_Material provided_

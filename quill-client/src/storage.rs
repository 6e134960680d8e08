//! Постоянное хранилище ключ-значение, за которым живёт сессия.
//!
//! Браузерный `localStorage` здесь заменён трейтом [`KeyValueStore`]:
//! - [`MemoryStore`]: в памяти процесса (тесты, одноразовые клиенты);
//! - [`FileStore`]: JSON-файл на диске (CLI).

use std::collections::{BTreeMap, HashMap};
use std::fmt::Debug;
use std::fs;
use std::path::{Path, PathBuf};
use std::sync::Mutex;

use tracing::warn;

use crate::error::{ClientError, ClientResult};

/// Хранилище строковых значений по строковым ключам.
pub trait KeyValueStore: Debug + Send + Sync {
    /// Возвращает значение по ключу или `None`, если ключа нет.
    fn get(&self, key: &str) -> ClientResult<Option<String>>;
    /// Сохраняет значение, перезаписывая прежнее.
    fn set(&self, key: &str, value: &str) -> ClientResult<()>;
    /// Удаляет ключ. Отсутствие ключа ошибкой не считается.
    fn remove(&self, key: &str) -> ClientResult<()>;
}

#[derive(Debug, Default)]
/// Хранилище в памяти процесса.
pub struct MemoryStore {
    entries: Mutex<HashMap<String, String>>,
}

impl MemoryStore {
    /// Создаёт пустое хранилище.
    pub fn new() -> Self {
        Self::default()
    }

    fn entries(&self) -> ClientResult<std::sync::MutexGuard<'_, HashMap<String, String>>> {
        self.entries
            .lock()
            .map_err(|_| ClientError::Storage("memory store lock poisoned".to_string()))
    }
}

impl KeyValueStore for MemoryStore {
    fn get(&self, key: &str) -> ClientResult<Option<String>> {
        Ok(self.entries()?.get(key).cloned())
    }

    fn set(&self, key: &str, value: &str) -> ClientResult<()> {
        self.entries()?.insert(key.to_string(), value.to_string());
        Ok(())
    }

    fn remove(&self, key: &str) -> ClientResult<()> {
        self.entries()?.remove(key);
        Ok(())
    }
}

#[derive(Debug)]
/// Хранилище в одном JSON-файле вида `{ "key": "value", ... }`.
///
/// Запись идёт через временный файл и `rename`, чтобы оборванная запись
/// не оставила файл наполовину.
pub struct FileStore {
    path: PathBuf,
    lock: Mutex<()>,
}

impl FileStore {
    /// Создаёт хранилище поверх файла `path`. Файл создаётся при первой записи.
    pub fn new(path: impl Into<PathBuf>) -> Self {
        Self {
            path: path.into(),
            lock: Mutex::new(()),
        }
    }

    /// Путь к файлу хранилища.
    pub fn path(&self) -> &Path {
        &self.path
    }

    fn read_entries(&self) -> ClientResult<BTreeMap<String, String>> {
        if !self.path.exists() {
            return Ok(BTreeMap::new());
        }

        let raw = fs::read_to_string(&self.path).map_err(|err| {
            ClientError::Storage(format!("failed to read {}: {err}", self.path.display()))
        })?;
        if raw.trim().is_empty() {
            return Ok(BTreeMap::new());
        }

        serde_json::from_str(&raw).map_err(|err| {
            ClientError::Storage(format!("malformed store {}: {err}", self.path.display()))
        })
    }

    fn write_entries(&self, entries: &BTreeMap<String, String>) -> ClientResult<()> {
        let raw = serde_json::to_string_pretty(entries)
            .map_err(|err| ClientError::Storage(format!("failed to serialize store: {err}")))?;

        let tmp = self.path.with_extension("tmp");
        fs::write(&tmp, raw)
            .and_then(|()| fs::rename(&tmp, &self.path))
            .map_err(|err| {
                ClientError::Storage(format!("failed to write {}: {err}", self.path.display()))
            })
    }

    fn modify(&self, apply: impl FnOnce(&mut BTreeMap<String, String>)) -> ClientResult<()> {
        let _guard = self
            .lock
            .lock()
            .map_err(|_| ClientError::Storage("file store lock poisoned".to_string()))?;

        let mut entries = match self.read_entries() {
            Ok(entries) => entries,
            Err(err) => {
                warn!(error = %err, "discarding unreadable session store");
                BTreeMap::new()
            }
        };
        apply(&mut entries);
        self.write_entries(&entries)
    }
}

impl KeyValueStore for FileStore {
    fn get(&self, key: &str) -> ClientResult<Option<String>> {
        Ok(self.read_entries()?.remove(key))
    }

    fn set(&self, key: &str, value: &str) -> ClientResult<()> {
        self.modify(|entries| {
            entries.insert(key.to_string(), value.to_string());
        })
    }

    fn remove(&self, key: &str) -> ClientResult<()> {
        self.modify(|entries| {
            entries.remove(key);
        })
    }
}

#[cfg(test)]
mod tests {
    use super::*;

    #[test]
    fn memory_store_roundtrips_and_removes() {
        let store = MemoryStore::new();
        store.set("user", "{}").expect("set must succeed");
        assert_eq!(store.get("user").expect("get").as_deref(), Some("{}"));

        store.remove("user").expect("remove must succeed");
        assert!(store.get("user").expect("get").is_none());
    }

    #[test]
    fn memory_store_remove_missing_key_is_ok() {
        let store = MemoryStore::new();
        assert!(store.remove("missing").is_ok());
    }

    #[test]
    fn file_store_missing_file_reads_as_empty() {
        let dir = tempfile::tempdir().expect("tempdir");
        let store = FileStore::new(dir.path().join("session.json"));
        assert!(store.get("user").expect("get").is_none());
    }

    #[test]
    fn file_store_persists_across_instances() {
        let dir = tempfile::tempdir().expect("tempdir");
        let path = dir.path().join("session.json");

        FileStore::new(&path)
            .set("token", "abc")
            .expect("set must succeed");

        let reopened = FileStore::new(&path);
        assert_eq!(reopened.get("token").expect("get").as_deref(), Some("abc"));
    }

    #[test]
    fn file_store_reports_malformed_file_on_read() {
        let dir = tempfile::tempdir().expect("tempdir");
        let path = dir.path().join("session.json");
        fs::write(&path, "{not-json").expect("write");

        let store = FileStore::new(&path);
        assert!(matches!(store.get("user"), Err(ClientError::Storage(_))));
    }

    #[test]
    fn file_store_overwrites_malformed_file_on_write() {
        let dir = tempfile::tempdir().expect("tempdir");
        let path = dir.path().join("session.json");
        fs::write(&path, "{not-json").expect("write");

        let store = FileStore::new(&path);
        store.set("user", "u").expect("set must recover");
        assert_eq!(store.get("user").expect("get").as_deref(), Some("u"));
    }
}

_Problem requirements_
Your answer should be the lines above, from the line containing "здесь заменён трейтом" up to and including the line containing "use tracing::warn;", reproduced exactly and with nothing else.

_Output of the exercise_
//! Браузерный `localStorage` здесь заменён трейтом [`KeyValueStore`]:
//! - [`MemoryStore`]: в памяти процесса (тесты, одноразовые клиенты);
//! - [`FileStore`]: JSON-файл на диске (CLI).

use std::collections::{BTreeMap, HashMap};
use std::fmt::Debug;
use std::fs;
use std::path::{Path, PathBuf};
use std::sync::Mutex;

use tracing::warn;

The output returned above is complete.